Active Retirement Can Be A Boon The SunAmerica Retirement Re-Set report based on a survey of 1,001 Americans 55 and older found that those who haven't retired yet have typically pushed back their retirement age to 69. Many have done so because they still have financial obligations to adult children and elderly parents, but it turns out that staying on the job or embarking on an "encore career" is good for more than your wallet. A study published in the "Journal of Occupational Health Psychology," showed that people of retirement age who continue to work at least part-time have fewer serious diseases and better mental health.
Muscle Loss Can Be Reversed At Any Age A now-classic study of the effect of strength-training on subjects between the ages of 61 and 78 showed that after a mere eight weeks, both men and women had a significant increase in muscle mass and strength. Even more heartening, another study reported that participants aged 72 to 98 had an increase in muscle strength of a whopping 113% after ten weeks of resistance training. They were also walking at a fairly brisk clip and climbing stairs with relative ease. Yet at the beginning of the trial, they had been classified as "frail elderly."
Sex Can Still Be Good Americans in their 60s, 70s, 80s, and even 90s continue to make love on a regular basis according to a study by The University of Chicago.

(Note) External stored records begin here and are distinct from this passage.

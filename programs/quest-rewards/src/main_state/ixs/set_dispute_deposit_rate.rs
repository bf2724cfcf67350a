use anchor_lang::prelude::*;
use crate::{
    constants::MAX_BPS,
    error::QuestRewardsError,
    MainState,
    DisputeDepositRateUpdated
};

// This function sets the dispute deposit rate
// Params
//   ctx - Rate update context
//   dispute_deposit_bp - Deposit rate in basis points of the quest payment
// Return
//   Ok on success, TaxRateTooHigh when the rate exceeds 100%
pub fn set_dispute_deposit_rate(
    ctx: Context<ASetDisputeDepositRate>,
    dispute_deposit_bp: u64
) -> Result<()> {
    require!(dispute_deposit_bp <= MAX_BPS, QuestRewardsError::TaxRateTooHigh);

    let main_state = &mut ctx.accounts.main_state;
    main_state.dispute_deposit_bp = dispute_deposit_bp;

    emit!(DisputeDepositRateUpdated { dispute_deposit_bp });

    Ok(())
}

// Dispute deposit rate update context - passed with accounts
#[derive(Accounts)]
pub struct ASetDisputeDepositRate<'info> {
    #[account()]
    pub owner: Signer<'info>, // Custodian

    #[account(
        mut,
        seeds = [MainState::PREFIX_SEED],
        bump,
        has_one = owner @ QuestRewardsError::Unauthorized
    )]
    pub main_state: Box<Account<'info, MainState>> // MainState account
}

The results fly in the face of images of asexual older people or "dirty old men." Data was collected from 3,005 adults ages 57 to 85 during two-hour face-to-face interviews.
Older Americans Are Happiest Of All A study done by University of Chicago sociologist Yang Yang showed that contrary to the notion that people feel "over the hill" after a certain age, we in fact gradually begin to have a rosier view of our lives. In spite of some inevitable aches and pains plus the loss of loved ones along the way, older people generally are more content than younger adults. It looks as though poet Robert Browning was right after all when he penned the famous lines "Grow old along with me! The best is yet to be."